# Machine Learning starterkit
Welcome to the tutorial! First of all we need to import some libraries

In [None]:
import os
import sys
import warnings
import matplotlib.pyplot as plt
import pickle
import uproot
import numpy as np
import pandas as pd
import xgboost as xgb
import sklearn

sys.path.insert(0, '../')
import analysis_utils as au

# avoid pandas warning
warnings.simplefilter(action='ignore', category=FutureWarning)

## A few infos on the libraries

### uproot

uproot is a Python package that provides tools for reading/writing ROOT files using Python and Numpy (does not depend on ROOT) and is primarly intended to stream data into machine learning libraries in Python.

We use uproot for reading and converting ROOT Trees into ***pandas*** **DataFrame**.
For more details: https://github.com/scikit-hep/uproot.

Now we load our data using uproot: signal and background for the training of the models and the unknown data on which we would like to have the model predictions

In [None]:
signal_tree = uproot.open('/eos/user/a/alicesk/sk2019/data/SignalTree.root')['SignalTable']
background_tree = uproot.open('/eos/user/a/alicesk/sk2019/data/LikeSignTree.root')['BackgroundTable']

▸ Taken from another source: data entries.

impl AgentRuntime {
    pub fn new(erp: Arc<dyn ErpGateway>, classifier: IntentClassifier) -> Self {
        Self {
            erp,
            classifier,
            sessions: WizardSessions::new(),
            chat_locks: Mutex::new(HashMap::new()),
            fixed_today: None,
        }
    }

    /// Pins "today" for sales requests and the classifier prompt.
    pub fn with_fixed_date(mut self, today: NaiveDate) -> Self {
        self.fixed_today = Some(today);
        self
    }

    pub fn sessions(&self) -> &WizardSessions {
        &self.sessions
    }

    pub fn main_menu(&self) -> ReplyMessage {
        format::welcome()
    }

    pub fn help(&self) -> ReplyMessage {
        format::help()
    }

    /// Free text: feeds an active wizard, otherwise goes through the
    /// classifier and the dispatcher.
    pub async fn handle_text(&self, chat: ChatId, text: &str) -> ReplyMessage {
        let lock = self.chat_lock(chat).await;
        let _guard = lock.lock().await;

        let result = match self.sessions.current(chat).await {
            Some(session) => self.drive_wizard(chat, session.flow, session.state, text).await,
            None => {
                let intent = self.classifier.classify_on(text, self.today()).await;
                self.dispatch(chat, &intent).await
            }
        };
        self.settle(chat, result)
    }

    /// Button presses skip the classifier.
    pub async fn handle_button(&self, chat: ChatId, button_id: &str) -> ReplyMessage {
        let lock = self.chat_lock(chat).await;
        let _guard = lock.lock().await;

        let result = match ButtonAction::from_button(button_id) {
            ButtonAction::Intent(intent) => self.dispatch(chat, &intent).await,
            ButtonAction::WizardConfirm => match self.sessions.current(chat).await {
                Some(session) if session.state == FlowState::AwaitingConfirm => {
                    self.advance_wizard(chat, session.flow, FlowEvent::Confirmed).await
                }
                _ => Ok(format::nothing_to_confirm()),
            },
            ButtonAction::WizardCancel => self.cancel_active(chat).await,
            ButtonAction::Unrecognized(id) => {
                warn!(
                    event_name = "agent.dispatch.unknown_button",
                    chat_id = %chat,
                    button_id = %id,
                    "unrecognised button, showing main menu"
                );
                Ok(format::welcome())
            }
        };
        self.settle(chat, result)
    }

    pub async fn start_wizard(&self, chat: ChatId, flow: FlowType) -> ReplyMessage {
        let lock = self.chat_lock(chat).await;
        let _guard = lock.lock().await;

        let result = self.begin_wizard(chat, flow).await;
        self.settle(chat, result)
    }

    pub async fn cancel_wizard(&self, chat: ChatId) -> ReplyMessage {
        let lock = self.chat_lock(chat).await;
        let _guard = lock.lock().await;

        let result = self.cancel_active(chat).await;
        self.settle(chat, result)
    }

    pub async fn dispatch(
        &self,
        chat: ChatId,
        intent: &IntentResult,
    ) -> Result<ReplyMessage, ApplicationError> {
        let kind = intent.kind();
        info!(
            event_name = "agent.dispatch.intent",
            chat_id = %chat,
            intent = kind.as_str(),
            raw_intent = %intent.intent,
            "dispatching intent"
        );

        match kind {
            IntentKind::CheckStock => {
                let Some(keyword) = intent.text_arg(&["item_code", "item", "code", "keyword"]) else {
                    return Ok(format::missing_argument("Which item? e.g. 'check stock APPLE'"));
                };
                Ok(match self.erp.find_stock(&keyword).await.map_err(integration)? {
                    Some(item) => format::stock_card(&item),
                    None => format::stock_not_found(&keyword),
                })
            }
            IntentKind::ListStock => {
                let items = self.erp.list_stock(DEFAULT_LIST_LIMIT).await.map_err(integration)?;
                Ok(format::stock_list(&items))
            }
            IntentKind::CheckDebtorInfo => {
                let Some(keyword) = intent.text_arg(&["name", "debtor_name_or_code", "code"]) else {
                    return Ok(format::missing_argument("Which debtor? e.g. 'show debtor ABC Company'"));
                };
                Ok(match self.erp.find_debtor(&keyword).await.map_err(integration)? {
                    Some(debtor) => format::debtor_card(&debtor),
                    None => format::debtor_not_found(&keyword),
                })
            }
            IntentKind::ListCustomers => {
                let debtors = self.erp.list_debtors(DEFAULT_LIST_LIMIT).await.map_err(integration)?;
                Ok(format::debtor_directory(&debtors))
            }
            IntentKind::ListTopDebtors => {
                let limit = intent.limit_arg("limit", DEFAULT_TOP_DEBTORS);
                let debtors = self.erp.top_debtors(limit).await.map_err(integration)?;
                Ok(format::top_debtors(&debtors))
            }
            IntentKind::GetSales => {
                let today = self.today();
                let raw_date = intent.text_arg(&["date", "date_text"]);
                let date = match resolve_sales_date(raw_date.as_deref(), today) {
                    Ok(date) => date,
                    Err(DomainError::UnreadableDate(raw)) => return Ok(format::unreadable_date(&raw)),
                    Err(other) => return Err(other.into()),
                };
                let summary = self.erp.sales_summary(date).await.map_err(integration)?;
                Ok(format::sales_report(&summary, today))
            }
            IntentKind::CreateInvoice => self.begin_wizard(chat, FlowType::Invoice).await,
            IntentKind::CreateDebtor => self.begin_wizard(chat, FlowType::Debtor).await,
            IntentKind::Help => Ok(format::help()),
            IntentKind::Menu => Ok(format::welcome()),
            IntentKind::Unknown => Ok(format::not_understood()),
        }
    }

    async fn begin_wizard(
        &self,
        chat: ChatId,
        flow: FlowType,
    ) -> Result<ReplyMessage, ApplicationError> {
        match self.sessions.start(chat, flow).await {
            Ok(actions) => {
                info!(
                    event_name = "agent.wizard.started",
                    chat_id = %chat,
                    flow = flow.label(),
                    "wizard started"
                );
                self.render_actions(chat, flow, &actions, &WizardScratch::default()).await
            }
            Err(SessionError::AlreadyActive(active)) => {
                info!(
                    event_name = "agent.wizard.start_rejected",
                    chat_id = %chat,
                    requested = flow.label(),
                    active = active.label(),
                    "wizard already active"
                );
                Ok(format::wizard_busy())
            }
            Err(other) => Err(session_failure(other)),
        }
    }

    async fn cancel_active(&self, chat: ChatId) -> Result<ReplyMessage, ApplicationError> {
        match self.sessions.current(chat).await {
            Some(session) => self.advance_wizard(chat, session.flow, FlowEvent::CancelRequested).await,
            None => Ok(format::nothing_to_cancel()),
        }
    }

    async fn drive_wizard(
        &self,
        chat: ChatId,
        flow: FlowType,
        state: FlowState,
        text: &str,
    ) -> Result<ReplyMessage, ApplicationError> {
        let input = text.trim();
        let event = if is_cancel_request(input) {
            FlowEvent::CancelRequested
        } else {
            match state {
                FlowState::AwaitingDebtor => FlowEvent::DebtorEntered(input.to_owned()),
                FlowState::AwaitingItem => self.resolve_item(chat, input).await,
                FlowState::AwaitingQuantity => FlowEvent::QuantityEntered(input.to_owned()),
                FlowState::AwaitingName => FlowEvent::NameEntered(input.to_owned()),
                FlowState::AwaitingPhone => FlowEvent::PhoneEntered(input.to_owned()),
                FlowState::AwaitingConfirm => confirmation_event(input),
                FlowState::Completed | FlowState::Cancelled => return Ok(format::welcome()),
            }
        };

        self.advance_wizard(chat, flow, event).await
    }

    async fn advance_wizard(
        &self,
        chat: ChatId,
        flow: FlowType,
        event: FlowEvent,
    ) -> Result<ReplyMessage, ApplicationError> {
        let outcome = self.sessions.advance(chat, event).await.map_err(session_failure)?;
        info!(
            event_name = "agent.wizard.transition",
            chat_id = %chat,
            flow = flow.label(),
            from = ?outcome.from,
            to = ?outcome.to,
            "wizard advanced"
        );
        self.render_actions(chat, flow, &outcome.actions, &outcome.scratch).await
    }

    /// Turns a transition's actions into the single reply for this turn.
    /// Submissions run here; a trailing scratch discard after a submission
    /// does not replace its reply.
    async fn render_actions(
        &self,
        chat: ChatId,
        flow: FlowType,
        actions: &[FlowAction],
        scratch: &WizardScratch,
    ) -> Result<ReplyMessage, ApplicationError> {
        let mut reply = None;
        for action in actions {
            let next = match action {
                FlowAction::PromptForDebtor => format::prompt_debtor(),
                FlowAction::PromptForItem => format::prompt_item(),
                FlowAction::PromptForQuantity => format::prompt_quantity(scratch),
                FlowAction::RepromptQuantity { input } => format::reprompt_quantity(input),
                FlowAction::PromptForName => format::prompt_name(),
                FlowAction::PromptForPhone => format::prompt_phone(),
                FlowAction::PresentSummary => match flow {
                    FlowType::Invoice => format::invoice_summary(scratch),
                    FlowType::Debtor => format::debtor_summary(scratch),
                },
                FlowAction::SubmitInvoice(invoice) => self.submit_invoice(chat, invoice).await?,
                FlowAction::SubmitDebtor(debtor) => self.submit_debtor(chat, debtor).await?,
                FlowAction::DiscardScratch if reply.is_some() => continue,
                FlowAction::DiscardScratch => format::wizard_cancelled(),
            };
            reply = Some(next);
        }

        Ok(reply.unwrap_or_else(format::welcome))
    }

    async fn submit_invoice(
        &self,
        chat: ChatId,
        invoice: &NewInvoice,
    ) -> Result<ReplyMessage, ApplicationError> {
        match self.erp.create_invoice(invoice).await.map_err(integration)? {
            CreateOutcome::Created { number } => {
                info!(
                    event_name = "agent.wizard.invoice_created",
                    chat_id = %chat,
                    document_no = %number,
                    "invoice created"
                );
                Ok(format::invoice_created(&number))
            }
            CreateOutcome::Rejected { raw } => {
                warn!(
                    event_name = "agent.wizard.invoice_rejected",
                    chat_id = %chat,
                    response = %raw,
                    "erp rejected invoice"
                );
                Ok(format::create_rejected("invoice", &raw))
            }
        }
    }

    async fn submit_debtor(
        &self,
        chat: ChatId,
        debtor: &NewDebtor,
    ) -> Result<ReplyMessage, ApplicationError> {
        match self.erp.create_debtor(debtor).await.map_err(integration)? {
            CreateOutcome::Created { number } => {
                info!(
                    event_name = "agent.wizard.debtor_created",
                    chat_id = %chat,
                    account_no = %number,
                    "debtor created"
                );
                Ok(format::debtor_created(&number))
            }
            CreateOutcome::Rejected { raw } => {
                warn!(
                    event_name = "agent.wizard.debtor_rejected",
                    chat_id = %chat,
                    response = %raw,
                    "erp rejected debtor"
                );
                Ok(format::create_rejected("debtor", &raw))
            }
        }
    }

    /// Looks the code up in the catalogue. A miss or a failed lookup still
    /// lets the wizard continue with an unknown description and zero price.
    async fn resolve_item(&self, chat: ChatId, input: &str) -> FlowEvent {
        let fallback = || FlowEvent::ItemResolved {
            code: input.to_owned(),
            description: UNKNOWN_ITEM_DESCRIPTION.to_owned(),
            unit_price: Decimal::ZERO,
        };
        if input.is_empty() {
            return fallback();
        }

        match self.erp.find_stock(input).await {
            Ok(Some(item)) => FlowEvent::ItemResolved {
                code: item.code,
                description: item.description,
                unit_price: item.price,
            },
            Ok(None) => fallback(),
            Err(error) => {
                warn!(
                    event_name = "agent.wizard.item_lookup_failed",
                    chat_id = %chat,
                    item_code = input,
                    error = %error,
                    "item lookup failed, continuing without catalogue data"
                );
                fallback()
            }
        }
    }

    fn settle(&self, chat: ChatId, result: Result<ReplyMessage, ApplicationError>) -> ReplyMessage {
        match result {
            Ok(reply) => reply,
            Err(application_error) => {
                let interface = application_error.into_interface(Uuid::new_v4().to_string());
                error!(
                    event_name = "agent.dispatch.failed",
                    chat_id = %chat,
                    correlation_id = interface.correlation_id(),
                    error = %interface,
                    "request failed"
                );
                format::error_reply(interface.user_message(), interface.correlation_id())
            }
        }
    }

    /// Locks nobody else holds belong to idle chats and are dropped here, so
    /// the map only tracks chats with a request in flight.
    async fn chat_lock(&self, chat: ChatId) -> Arc<Mutex<()>> {
        let mut locks = self.chat_locks.lock().await;
        locks.retain(|_, lock| Arc::strong_count(lock) > 1);
        locks.entry(chat).or_default().clone()
    }

    #[cfg(test)]
    async fn tracked_chat_locks(&self) -> usize {
        self.chat_locks.lock().await.len()
    }

    fn today(&self) -> NaiveDate {
        self.fixed_today.unwrap_or_else(|| Local::now().date_naive())
    }
}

data_tree = uproot.open('/eos/user/a/alicesk/sk2019/data/DataTree.root')['DataTable']

In [None]:
signal_tree.keys()

Then we convert our trees in pandas dataframe

In [None]:
df_signal = signal_tree.pandas.df()
df_background = background_tree.pandas.df()
df_data = data_tree.pandas.df()

del signal_tree
del background_tree
del data_tree

### Pandas 

Pandas is a library that provides data structures and analysis tools for Pyhton. The two primary data structures of pandas are **Series** (1-dimensional) and **DataFrame** (2-dimensional) and we will work with them.

- **Series** are 1-dimensional ndarray with axis labels.
- **DataFrame** are 2-dimensional tabular data structure with labeled axes (rows and columns).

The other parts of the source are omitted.